Preparation of ultra-lightweight and surface-tailored cellulose nanofibril composite cryogels derived from Date palm waste as powerful and low-cost heavy metals adsorbent to treat aqueous medium

Abstract

In this study, new bio-based crogels as adsorbents were prepared from date palm tree waste (Phoenix dactylifera L). Cellulose nanofibrills (CNFs) and cellulose nanofibrills cryogels modified with 10 % GO and Fe3O4 nanoparticle as filler (CNFs/GO/Fe3O4) were prepared by facile freeze drying methodology. The unmodified and modified cryogels were characterized by fourier transform infrared spectroscopy (FTIR), field emission scanning electron microscopy (FESEM), X-ray diffraction analysis (XRD), energy-dispersive X-ray spectroscopy (EDAX), specific surface area (BET), thermogravimetric analysis (TGA) and mechanical test. In the following, CNFs/GO/Fe3O4 cryogels were achieved with low density (0.0139 (g/cm3)), ultra-porosity (99.46 %), appropriate specific surface area (SBET = 55 (m2/g)) with more significant thermal and mechanical properties than unmodified cryogel. Furthermore, the adsorptive removal of chromium (VI), lead (II) and mercury (II) ions was investigated by response surface methodology (RSM) with central composite design (CCD), on to CNFs/GO/Fe3O4 cryogels. Optimal conditions resulting from the effective parameters such as pH, adsorbent dosage and contact time were assessed via RSM for this novel adsorbent.
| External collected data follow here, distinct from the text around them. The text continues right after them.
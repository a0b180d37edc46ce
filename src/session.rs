//! Cookie-backed login sessions and one-shot flash messages.
//!
//! The logged-in user's id lives in a signed `uid` cookie. Flash messages ride
//! in a signed `flash` cookie that the next rendered page consumes.

use axum::{
    extract::{FromRef, FromRequestParts},
    http::request::Parts,
    response::{IntoResponse, Redirect, Response},
};
use axum_extra::extract::cookie::{Key, SignedCookieJar};
use cookie::{Cookie, SameSite};

use crate::{AppState, entities::users, error::AppError};

const USER_COOKIE: &str = "uid";
const FLASH_COOKIE: &str = "flash";
const LOGIN_MAX_AGE: time::Duration = time::Duration::days(30);

pub const LOGIN_REQUIRED_MESSAGE: &str = "Please log in to access this page.";

impl FromRef<AppState> for Key {
    fn from_ref(state: &AppState) -> Self {
        state.cookie_key.clone()
    }
}

/// Builds the signing key from `SECRET_KEY`. Short or missing secrets get a random
/// key, which logs everybody out on restart.
pub fn cookie_key(secret: &str) -> Key {
    if secret.is_empty() {
        tracing::warn!("no SECRET_KEY set - generated a random session key");
        return Key::generate();
    }
    match Key::try_from(secret.as_bytes()) {
        Ok(key) => key,
        Err(_) => {
            tracing::warn!("SECRET_KEY shorter than 64 bytes - generated a random session key");
            Key::generate()
        },
    }
}

#[derive(Clone, Copy, Debug, Eq, PartialEq)]
pub enum FlashLevel {
    Success,
    Danger,
    Info,
}

impl FlashLevel {
    pub fn as_str(self) -> &'static str {
        match self {
            FlashLevel::Success => "success",
            FlashLevel::Danger => "danger",
            FlashLevel::Info => "info",
        }
    }

    fn parse(s: &str) -> Option<Self> {
        match s {
            "success" => Some(FlashLevel::Success),
            "danger" => Some(FlashLevel::Danger),
            "info" => Some(FlashLevel::Info),
            _ => None,
        }
    }
}

#[derive(Clone, Debug, Eq, PartialEq)]
pub struct Flash {
    pub level: FlashLevel,
    pub message: String,
}

impl Flash {
    pub fn success(message: impl Into<String>) -> Self {
        Self { level: FlashLevel::Success, message: message.into() }
    }

    pub fn danger(message: impl Into<String>) -> Self {
        Self { level: FlashLevel::Danger, message: message.into() }
    }

    pub fn info(message: impl Into<String>) -> Self {
        Self { level: FlashLevel::Info, message: message.into() }
    }

    fn encode(&self) -> String {
        format!("{}:{}", self.level.as_str(), urlencoding::encode(&self.message))
    }

    fn decode(raw: &str) -> Option<Self> {
        let (level, message) = raw.split_once(':')?;
        Some(Self {
            level: FlashLevel::parse(level)?,
            message: urlencoding::decode(message).ok()?.into_owned(),
        })
    }
}

pub fn with_flash(jar: SignedCookieJar, flash: Flash) -> SignedCookieJar {
    jar.add(session_cookie(FLASH_COOKIE, flash.encode()))
}

pub fn log_in(jar: SignedCookieJar, user_id: i32) -> SignedCookieJar {
    let mut cookie = session_cookie(USER_COOKIE, user_id.to_string());
    cookie.set_max_age(LOGIN_MAX_AGE);
    jar.add(cookie)
}

pub fn log_out(jar: SignedCookieJar) -> SignedCookieJar {
    jar.remove(Cookie::build(USER_COOKIE).path("/"))
}

fn session_cookie(name: &'static str, value: String) -> Cookie<'static> {
    Cookie::build((name, value)).path("/").http_only(true).same_site(SameSite::Lax).build()
}

/// What the page layout needs to know about the visitor.
#[derive(Clone, Debug, Default)]
pub struct PageContext {
    pub username: Option<String>,
    /// Pending messages in the order they were raised.
    pub flashes: Vec<Flash>,
}

impl PageContext {
    pub fn push_flash(&mut self, flash: Flash) {
        self.flashes.push(flash);
    }
}

/// Current visitor, logged in or not. Taking this extractor consumes any pending
/// flash message; return `jar` with the response so the removal sticks.
pub struct Session {
    pub jar: SignedCookieJar,
    pub user: Option<users::Model>,
    pub flash: Option<Flash>,
}

impl Session {
    pub fn context(&self) -> PageContext {
        PageContext {
            username: self.user.as_ref().map(|u| u.username.clone()),
            flashes: self.flash.iter().cloned().collect(),
        }
    }
}

impl FromRequestParts<AppState> for Session {
    type Rejection = AppError;

    async fn from_request_parts(parts: &mut Parts, state: &AppState) -> Result<Self, AppError> {
        let jar = match SignedCookieJar::<Key>::from_request_parts(parts, state).await {
            Ok(jar) => jar,
            Err(never) => match never {},
        };

        let user_id = jar.get(USER_COOKIE).and_then(|c| c.value().parse::<i32>().ok());
        let user = match user_id {
            Some(id) => state.store.find_user_by_id(id).await?,
            None => None,
        };

        let flash = jar.get(FLASH_COOKIE).and_then(|c| Flash::decode(c.value()));
        let jar = if jar.get(FLASH_COOKIE).is_some() {
            jar.remove(Cookie::build(FLASH_COOKIE).path("/"))
        } else {
            jar
        };

        Ok(Self { jar, user, flash })
    }
}

/// A visitor that must be logged in. Anonymous requests are redirected to the
/// login page.
pub struct AuthSession {
    pub jar: SignedCookieJar,
    pub user: users::Model,
    pub flash: Option<Flash>,
}

impl AuthSession {
    pub fn context(&self) -> PageContext {
        PageContext {
            username: Some(self.user.username.clone()),
            flashes: self.flash.iter().cloned().collect(),
        }
    }
}

impl FromRequestParts<AppState> for AuthSession {
    type Rejection = Response;

    async fn from_request_parts(parts: &mut Parts, state: &AppState) -> Result<Self, Response> {
        let session =
            Session::from_request_parts(parts, state).await.map_err(IntoResponse::into_response)?;

        match session.user {
            Some(user) => Ok(Self { jar: session.jar, user, flash: session.flash }),
            None => {
                tracing::debug!(path = %parts.uri.path(), "login required");
                let jar = with_flash(log_out(session.jar), Flash::info(LOGIN_REQUIRED_MESSAGE));
                Err((jar, Redirect::to("/login")).into_response())
            },
        }
    }
}
use sea_orm_migration::prelude::*;

#[async_std::main]
async fn main() {
    cli::run_cli(migration::Migrator).await;
}
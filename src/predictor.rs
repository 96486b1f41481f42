use serde_json::{Map, Value};
use thiserror::Error;

use crate::models::{json_kind, MeasurementSet, Pollutant, MAX_AQI};

#[derive(Debug, Error, PartialEq)]
pub enum PredictError {
    #[error("missing parameter `{0}` ({name}, {unit})", name = .0.display_name(), unit = .0.unit())]
    MissingParameter(Pollutant),

    #[error("parameter `{pollutant}` must be a number, found {found}")]
    MalformedParameter { pollutant: Pollutant, found: String },
}

impl MeasurementSet {
    /// Reads the four required measurements out of a JSON object. Extra keys are ignored.
    pub fn from_json(object: &Map<String, Value>) -> Result<Self, PredictError> {
        let read = |pollutant: Pollutant| -> Result<f64, PredictError> {
            let value = object
                .get(pollutant.key())
                .ok_or(PredictError::MissingParameter(pollutant))?;
            value.as_f64().ok_or_else(|| PredictError::MalformedParameter {
                pollutant,
                found: json_kind(value).to_string(),
            })
        };

        Ok(MeasurementSet {
            pm25: read(Pollutant::Pm25)?,
            no2: read(Pollutant::No2)?,
            o3: read(Pollutant::O3)?,
            co: read(Pollutant::Co)?,
        })
    }
}

/// Fixed weighted-sum AQI model. Holds no state, so one instance serves every request.
#[derive(Debug, Default, Clone, Copy)]
pub struct Predictor;

impl Predictor {
    pub fn predict(&self, measurements: &MeasurementSet) -> u16 {
        let score: f64 = Pollutant::ALL
            .iter()
            .map(|&p| measurements.get(p) * p.coefficient())
            .sum();

        score.floor().clamp(0.0, f64::from(MAX_AQI)) as u16
    }

    pub fn predict_json(&self, object: &Map<String, Value>) -> Result<u16, PredictError> {
        let measurements = MeasurementSet::from_json(object)?;
        Ok(self.predict(&measurements))
    }
}
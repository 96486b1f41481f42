use serde::{Deserialize, Serialize};
use serde_json::Value;

pub const MAX_AQI: u16 = 500;

#[derive(Debug, Clone, Copy, PartialEq, Eq, Hash)]
pub enum Pollutant {
    Pm25,
    No2,
    O3,
    Co,
}

impl Pollutant {
    /// Evaluation order of the weighted sum.
    pub const ALL: [Pollutant; 4] = [Pollutant::Pm25, Pollutant::No2, Pollutant::O3, Pollutant::Co];

    /// Key of the measurement in the request body.
    pub fn key(self) -> &'static str {
        match self {
            Pollutant::Pm25 => "pm25",
            Pollutant::No2 => "no2",
            Pollutant::O3 => "o3",
            Pollutant::Co => "co",
        }
    }

    pub fn display_name(self) -> &'static str {
        match self {
            Pollutant::Pm25 => "Particulate Matter (PM2.5)",
            Pollutant::No2 => "Nitrogen Dioxide (NO2)",
            Pollutant::O3 => "Ozone (O3)",
            Pollutant::Co => "Carbon Monoxide (CO)",
        }
    }

    pub fn unit(self) -> &'static str {
        match self {
            Pollutant::Pm25 => "μg/m³",
            Pollutant::No2 | Pollutant::O3 => "ppb",
            Pollutant::Co => "ppm",
        }
    }

    /// Reference maximum used to normalize a raw concentration.
    pub fn ceiling(self) -> f64 {
        match self {
            Pollutant::Pm25 => 500.0,
            Pollutant::No2 => 2000.0,
            Pollutant::O3 => 500.0,
            Pollutant::Co => 50.0,
        }
    }

    pub fn weight(self) -> f64 {
        match self {
            Pollutant::Pm25 => 0.4,
            Pollutant::No2 => 0.3,
            Pollutant::O3 => 0.2,
            Pollutant::Co => 0.1,
        }
    }

    /// AQI points per unit of concentration: `weight * MAX_AQI / ceiling`.
    pub fn coefficient(self) -> f64 {
        self.weight() * f64::from(MAX_AQI) / self.ceiling()
    }
}

impl std::fmt::Display for Pollutant {
    fn fmt(&self, f: &mut std::fmt::Formatter<'_>) -> std::fmt::Result {
        f.write_str(self.key())
    }
}

/// One concentration per pollutant, as read from a request body.
#[derive(Debug, Clone, Copy, PartialEq)]
pub struct MeasurementSet {
    pub pm25: f64,
    pub no2: f64,
    pub o3: f64,
    pub co: f64,
}

impl MeasurementSet {
    pub fn get(&self, pollutant: Pollutant) -> f64 {
        match pollutant {
            Pollutant::Pm25 => self.pm25,
            Pollutant::No2 => self.no2,
            Pollutant::O3 => self.o3,
            Pollutant::Co => self.co,
        }
    }
}

/// Article-prefixed name of a JSON value's type, for error messages.
pub fn json_kind(value: &Value) -> &'static str {
    match value {
        Value::Null => "null",
        Value::Bool(_) => "a boolean",
        Value::Number(_) => "a number",
        Value::String(_) => "a string",
        Value::Array(_) => "an array",
        Value::Object(_) => "an object",
    }
}

#[derive(Debug, Serialize, Deserialize, PartialEq)]
pub struct PredictionResponse {
    pub prediction: u16,
}

#[derive(Debug, Serialize)]
pub struct ErrorResponse {
    pub error: &'static str,
    pub message: String,
}

#[derive(Debug, Clone, Copy, PartialEq, Eq)]
pub enum AqiCategory {
    Good,
    Moderate,
    UnhealthyForSensitiveGroups,
    Unhealthy,
    VeryUnhealthy,
    Hazardous,
}

impl AqiCategory {
    pub fn from_score(score: u16) -> Self {
        match score {
            0..=50 => AqiCategory::Good,
            51..=100 => AqiCategory::Moderate,
            101..=150 => AqiCategory::UnhealthyForSensitiveGroups,
            151..=200 => AqiCategory::Unhealthy,
            201..=300 => AqiCategory::VeryUnhealthy,
            _ => AqiCategory::Hazardous,
        }
    }

    pub fn label(self) -> &'static str {
        match self {
            AqiCategory::Good => "Good",
            AqiCategory::Moderate => "Moderate",
            AqiCategory::UnhealthyForSensitiveGroups => "Unhealthy for Sensitive Groups",
            AqiCategory::Unhealthy => "Unhealthy",
            AqiCategory::VeryUnhealthy => "Very Unhealthy",
            AqiCategory::Hazardous => "Hazardous",
        }
    }
}
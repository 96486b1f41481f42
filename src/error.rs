use actix_web::http::{header, Method, StatusCode};
use actix_web::{HttpResponse, ResponseError};
use thiserror::Error;

use crate::models::ErrorResponse;
use crate::predictor::PredictError;

pub const ALLOWED_METHODS: &str = "POST, OPTIONS";

#[derive(Debug, Error)]
pub enum ApiError {
    #[error("request body is not a JSON object: {0}")]
    MalformedBody(String),

    #[error(transparent)]
    InvalidParameter(#[from] PredictError),

    #[error("request body exceeds {limit} bytes")]
    PayloadTooLarge { limit: usize },

    #[error("failed to read request body: {0}")]
    Payload(String),

    #[error("method {0} is not allowed")]
    MethodNotAllowed(Method),
}

impl ApiError {
    fn kind(&self) -> &'static str {
        match self {
            ApiError::MalformedBody(_) => "malformed_body",
            ApiError::InvalidParameter(PredictError::MissingParameter(_)) => "missing_parameter",
            ApiError::InvalidParameter(PredictError::MalformedParameter { .. }) => {
                "malformed_parameter"
            }
            ApiError::PayloadTooLarge { .. } => "payload_too_large",
            ApiError::Payload(_) => "payload_error",
            ApiError::MethodNotAllowed(_) => "method_not_allowed",
        }
    }
}

impl ResponseError for ApiError {
    fn status_code(&self) -> StatusCode {
        match self {
            ApiError::MalformedBody(_) | ApiError::InvalidParameter(_) | ApiError::Payload(_) => {
                StatusCode::BAD_REQUEST
            }
            ApiError::PayloadTooLarge { .. } => StatusCode::PAYLOAD_TOO_LARGE,
            ApiError::MethodNotAllowed(_) => StatusCode::METHOD_NOT_ALLOWED,
        }
    }

    fn error_response(&self) -> HttpResponse {
        let mut builder = HttpResponse::build(self.status_code());
        if let ApiError::MethodNotAllowed(_) = self {
            builder.insert_header((header::ALLOW, ALLOWED_METHODS));
        }
        builder.json(ErrorResponse {
            error: self.kind(),
            message: self.to_string(),
        })
    }
}

#[cfg(test)]
mod tests {
    use super::*;
    use crate::models::Pollutant;

    #[test]
    fn client_faults_map_to_bad_request() {
        let missing = ApiError::from(PredictError::MissingParameter(Pollutant::Co));
        assert_eq!(missing.status_code(), StatusCode::BAD_REQUEST);
        assert_eq!(missing.kind(), "missing_parameter");
        assert_eq!(
            ApiError::MalformedBody("EOF".into()).status_code(),
            StatusCode::BAD_REQUEST
        );
    }

    #[test]
    fn method_not_allowed_advertises_allowed_methods() {
        let response = ApiError::MethodNotAllowed(Method::PUT).error_response();
        assert_eq!(response.status(), StatusCode::METHOD_NOT_ALLOWED);
        assert_eq!(response.headers().get(header::ALLOW).unwrap(), ALLOWED_METHODS);
    }

    #[test]
    fn oversized_body_maps_to_413() {
        let err = ApiError::PayloadTooLarge { limit: 16 };
        assert_eq!(err.status_code(), StatusCode::PAYLOAD_TOO_LARGE);
        assert_eq!(err.to_string(), "request body exceeds 16 bytes");
    }
}
//! Tests for the wire messages

use super::*;
use crate::types::{AttributeType, Duration};
use chrono::DateTime;
use pretty_assertions::assert_eq;
use serde_json::json;

#[test]
fn test_request_from_json() {
    let request: GetPageRequest = serde_json::from_value(json!({
        "datasource": {
            "id": "ds1",
            "config": "eyJrIjogInYifQ==",
            "address": "api.example.com",
            "auth": {"basic": {"username": "u", "password": "p"}},
            "type": "rest"
        },
        "entity": {
            "id": "1",
            "external_id": "users",
            "attributes": [
                {"id": "a1", "external_id": "name", "type": "STRING"},
                {"id": "a2", "external_id": "tags", "type": "ATTRIBUTE_TYPE_STRING", "list": true}
            ]
        },
        "page_size": 100
    }))
    .unwrap();

    let datasource = request.datasource.unwrap();
    assert_eq!(datasource.config, br#"{"k": "v"}"#.to_vec());
    assert_eq!(datasource.datasource_type, "rest");
    assert_eq!(
        datasource.auth,
        Some(DatasourceAuthCredentials::Basic(BasicAuth {
            username: "u".to_string(),
            password: "p".to_string(),
        }))
    );
    assert!(datasource.connector_info.is_none());

    let entity = request.entity.unwrap();
    assert_eq!(entity.attributes.len(), 2);
    assert_eq!(entity.attributes[1].attribute_type, AttributeType::String);
    assert!(entity.attributes[1].list);
    assert!(entity.child_entities.is_empty());

    assert_eq!(request.page_size, 100);
    assert_eq!(request.cursor, "");
}

#[test]
fn test_missing_fields_default() {
    let request: GetPageRequest = serde_json::from_str("{}").unwrap();
    assert_eq!(request, GetPageRequest::default());

    let datasource: DatasourceConfig = serde_json::from_value(json!({"config": null})).unwrap();
    assert!(datasource.config.is_empty());
}

#[test]
fn test_invalid_base64_config() {
    let result = serde_json::from_value::<DatasourceConfig>(json!({"config": "%%%"}));
    assert!(result.is_err());
}

#[test]
fn test_empty_config_is_not_serialized() {
    let json = serde_json::to_value(DatasourceConfig::default()).unwrap();
    assert!(json.get("config").is_none());

    let datasource = DatasourceConfig {
        config: b"{}".to_vec(),
        ..Default::default()
    };
    let json = serde_json::to_value(datasource).unwrap();
    assert_eq!(json["config"], "e30=");
}

#[test]
fn test_attribute_value_shape() {
    let values = vec![
        AttributeValue::NullValue,
        AttributeValue::StringValue("x".to_string()),
        AttributeValue::Int64Value(7),
        AttributeValue::DurationValue(Duration::new(1, 5)),
    ];
    let json = serde_json::to_value(&values).unwrap();
    assert_eq!(
        json,
        json!([
            "null_value",
            {"string_value": "x"},
            {"int64_value": 7},
            {"duration_value": {"seconds": 1, "nanos": 5, "months": 0, "days": 0}}
        ])
    );
}

#[test]
fn test_date_time_value_keeps_offset() {
    let dt = DateTime::parse_from_rfc3339("2024-01-15T10:30:00+02:00").unwrap();
    let value = DateTimeValue::from(&dt);
    assert_eq!(value.timezone_offset, 7200);
    assert_eq!(value.timestamp.to_rfc3339(), "2024-01-15T08:30:00+00:00");
}

#[test]
fn test_response_accessors() {
    let response = GetPageResponse::error(ErrorCode::InvalidEntityConfig, "bad");
    assert!(response.success().is_none());
    assert_eq!(response.as_error().unwrap().message, "bad");

    let response = GetPageResponse::Success(Page::default());
    assert!(response.success().is_some());
    assert!(response.as_error().is_none());
}

#[test]
fn test_response_json_shape() {
    let response = GetPageResponse::Success(Page {
        objects: vec![Object {
            attributes: vec![Attribute {
                id: "1".to_string(),
                values: vec![AttributeValue::StringValue("Alice".to_string())],
            }],
            child_objects: vec![],
        }],
        next_cursor: String::new(),
    });

    let json = serde_json::to_value(&response).unwrap();
    assert_eq!(
        json,
        json!({
            "success": {
                "objects": [{
                    "attributes": [{"id": "1", "values": [{"string_value": "Alice"}]}],
                    "child_objects": []
                }],
                "next_cursor": ""
            }
        })
    );

    let json = serde_json::to_value(GetPageResponse::error(ErrorCode::DatasourceTimeout, "slow"))
        .unwrap();
    assert_eq!(
        json,
        json!({"error": {"message": "slow", "code": "DATASOURCE_TIMEOUT"}})
    );
}

#[test]
fn test_object_lookup() {
    let object = Object {
        attributes: vec![Attribute {
            id: "a".to_string(),
            values: vec![],
        }],
        child_objects: vec![EntityObjects {
            entity_id: "e".to_string(),
            objects: vec![],
        }],
    };
    assert!(object.attribute("a").is_some());
    assert!(object.attribute("b").is_none());
    assert!(object.children("e").is_some());
}

#[test]
fn test_retryable_codes() {
    assert!(ErrorCode::DatasourceUnreachable.is_retryable());
    assert!(ErrorCode::DatasourceRateLimited.is_retryable());
    assert!(ErrorCode::DatasourceTimeout.is_retryable());
    assert!(!ErrorCode::DatasourceFailed.is_retryable());
    assert!(!ErrorCode::InvalidEntityConfig.is_retryable());
    assert!(!ErrorCode::Internal.is_retryable());
}
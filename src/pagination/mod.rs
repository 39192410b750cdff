//! Pagination helpers for adapters
//!
//! The framework treats page cursors as opaque strings. Adapters that page
//! over nested collections (for example, the members of every group) can use
//! [`CompositeCursor`] to carry both the outer and the inner position in a
//! single cursor, encoded as base64 JSON.

mod cursor;

pub use cursor::{decode_cursor, decode_request_cursor, encode_cursor, CompositeCursor};
//! Attribute value coercion
//!
//! Turns a dynamically-typed adapter [`Value`](crate::framework::Value) into
//! the wire [`AttributeValue`](crate::wire::AttributeValue)s of a declared
//! attribute type.
//!
//! # Legal runtime types
//!
//! | Declared type | Scalar       | Nullable             |
//! |---------------|--------------|----------------------|
//! | `BOOL`        | `Bool`       | `Optional(Bool)`     |
//! | `DATE_TIME`   | `DateTime`   | `Optional(DateTime)` |
//! | `DOUBLE`      | `Double`     | `Optional(Double)`   |
//! | `DURATION`    | `Duration`   | `Optional(Duration)` |
//! | `INT64`       | `Int64`      | `Optional(Int64)`    |
//! | `STRING`      | `String`     | `Optional(String)`   |
//!
//! A list attribute takes a `List` of any of these, and every element is
//! checked on its own. A non-list attribute never takes a `List`.

mod coerce;

pub use coerce::attribute_values;
//! JSON object converter
//!
//! Builds adapter [`Object`](crate::framework::Object)s from raw JSON
//! documents and an entity schema, for adapters whose datasource speaks JSON.
//!
//! # Addressing
//!
//! An attribute or child entity is found in a JSON object by its external
//! identifier, in one of three ways:
//!
//! - **Direct**: the external identifier is a key of the object.
//! - **Delimiter**: with a delimiter such as `__` configured, `address__city`
//!   reads `city` from the nested object under `address`, to any depth.
//! - **JSONPath**: with JSONPath enabled, an external identifier starting with
//!   `$` is a query against the object, e.g. `$.emails[?(@.primary==true)].value`.
//!
//! JSONPath and delimiter addressing are mutually exclusive: enabling JSONPath
//! disables delimiter addressing for the whole entity tree.

mod converter;
mod options;
mod parse;
mod path;

pub use converter::{convert_json_document, convert_json_object, convert_json_object_list};
pub use options::{DateTimeFormat, JsonOptions, JSON_PATH_ANCHOR};
pub use parse::{parse_date_time, parse_duration_literal};
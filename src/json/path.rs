//! Resolution of attribute and child-entity values inside a JSON object

use super::options::JsonOptions;
use super::parse::json_type_name;
use crate::error::{Error, Result};
use crate::framework::{AttributeConfig, EntityConfig};
use crate::types::{JsonObject, JsonValue};
use jsonpath_rust::JsonPath;
use std::borrow::Cow;

/// Find the raw JSON value of an attribute
///
/// Returns `Ok(None)` when nothing is found. In JSONPath mode a non-list
/// attribute must match at most one value; a list attribute collects all
/// matches, and a single array match is used as the list itself.
pub(crate) fn resolve_attribute<'a>(
    attribute: &AttributeConfig,
    root: &'a JsonValue,
    object: &'a JsonObject,
    options: &JsonOptions,
) -> Result<Option<Cow<'a, JsonValue>>> {
    if !options.is_json_path(&attribute.external_id) {
        return Ok(object.get(&attribute.external_id).map(Cow::Borrowed));
    }

    let mut matches = query(root, &attribute.external_id)?;

    if attribute.list {
        return Ok(match matches.len() {
            0 => None,
            1 if matches[0].is_array() => matches.pop().map(Cow::Owned),
            _ => Some(Cow::Owned(JsonValue::Array(matches))),
        });
    }

    match matches.len() {
        0 => Ok(None),
        1 => Ok(matches.pop().map(Cow::Owned)),
        n => Err(Error::json_conversion(format!(
            "JSONPath {} of non-list attribute matched {n} values.",
            attribute.external_id
        ))),
    }
}

/// Find the raw JSON objects of a child entity
///
/// The value must be an array of objects; a missing or null value means no
/// children. An indefinite JSONPath (such as `$.users[*]`) may instead match
/// the objects themselves.
pub(crate) fn resolve_child_objects<'a>(
    child: &EntityConfig,
    root: &'a JsonValue,
    object: &'a JsonObject,
    options: &JsonOptions,
) -> Result<Vec<Cow<'a, JsonValue>>> {
    let elements: Vec<Cow<'a, JsonValue>> = if options.is_json_path(&child.external_id) {
        let mut matches = query(root, &child.external_id)?;
        if matches.len() == 1 {
            match matches.pop() {
                None | Some(JsonValue::Null) => Vec::new(),
                Some(JsonValue::Array(items)) => items.into_iter().map(Cow::Owned).collect(),
                Some(other) if is_definite_path(&child.external_id) => {
                    return Err(Error::json_conversion(format!(
                        "JSONPath {} of child entity must resolve to an array of objects, found {}.",
                        child.external_id,
                        json_type_name(&other)
                    )))
                }
                Some(other) => vec![Cow::Owned(other)],
            }
        } else {
            matches.into_iter().map(Cow::Owned).collect()
        }
    } else {
        match object.get(&child.external_id) {
            None | Some(JsonValue::Null) => Vec::new(),
            Some(JsonValue::Array(items)) => items.iter().map(Cow::Borrowed).collect(),
            Some(other) => {
                return Err(Error::json_conversion(format!(
                    "Child entity {} must be an array of objects, found {}.",
                    child.external_id,
                    json_type_name(other)
                )))
            }
        }
    };

    if let Some(invalid) = elements.iter().find(|e| !e.is_object()) {
        return Err(Error::json_conversion(format!(
            "Child entity {} must be an array of objects, found an element that is {}.",
            child.external_id,
            json_type_name(invalid)
        )));
    }

    Ok(elements)
}

/// Whether a JSONPath can match at most one value
///
/// Wildcards, recursive descent and filters make a path indefinite, as do
/// slices and unions inside brackets.
pub(crate) fn is_definite_path(path: &str) -> bool {
    if path.contains('*') || path.contains("..") || path.contains("?(") {
        return false;
    }

    path.split('[').skip(1).all(|segment| {
        let selector = segment.split(']').next().unwrap_or_default().trim();
        selector.starts_with('\'')
            || selector.starts_with('"')
            || !(selector.contains(':') || selector.contains(','))
    })
}

/// Evaluate a JSONPath query, returning every matched value
pub(crate) fn query(root: &JsonValue, path: &str) -> Result<Vec<JsonValue>> {
    let jp = JsonPath::try_from(path).map_err(|e| Error::JsonPath {
        message: format!("Invalid JSONPath {path}: {e}"),
    })?;

    match jp.find(root) {
        JsonValue::Array(arr) => Ok(arr),
        JsonValue::Null => Ok(vec![]),
        other => Ok(vec![other]),
    }
}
The adsorption kinetics were fitted well with pseudo-second-order model and the adsorption capacity of Pb(II), Hg(II) and Cr(VI) on CNFs/GO/Fe3O4 cryogels by Langmuir model concluded 126.58, 36.70 and 73.52 mg/g, respectively at 298 ±1°K. In addition, CNFs/GO/Fe3O4 cryogels could be successfully reused even after four cycles.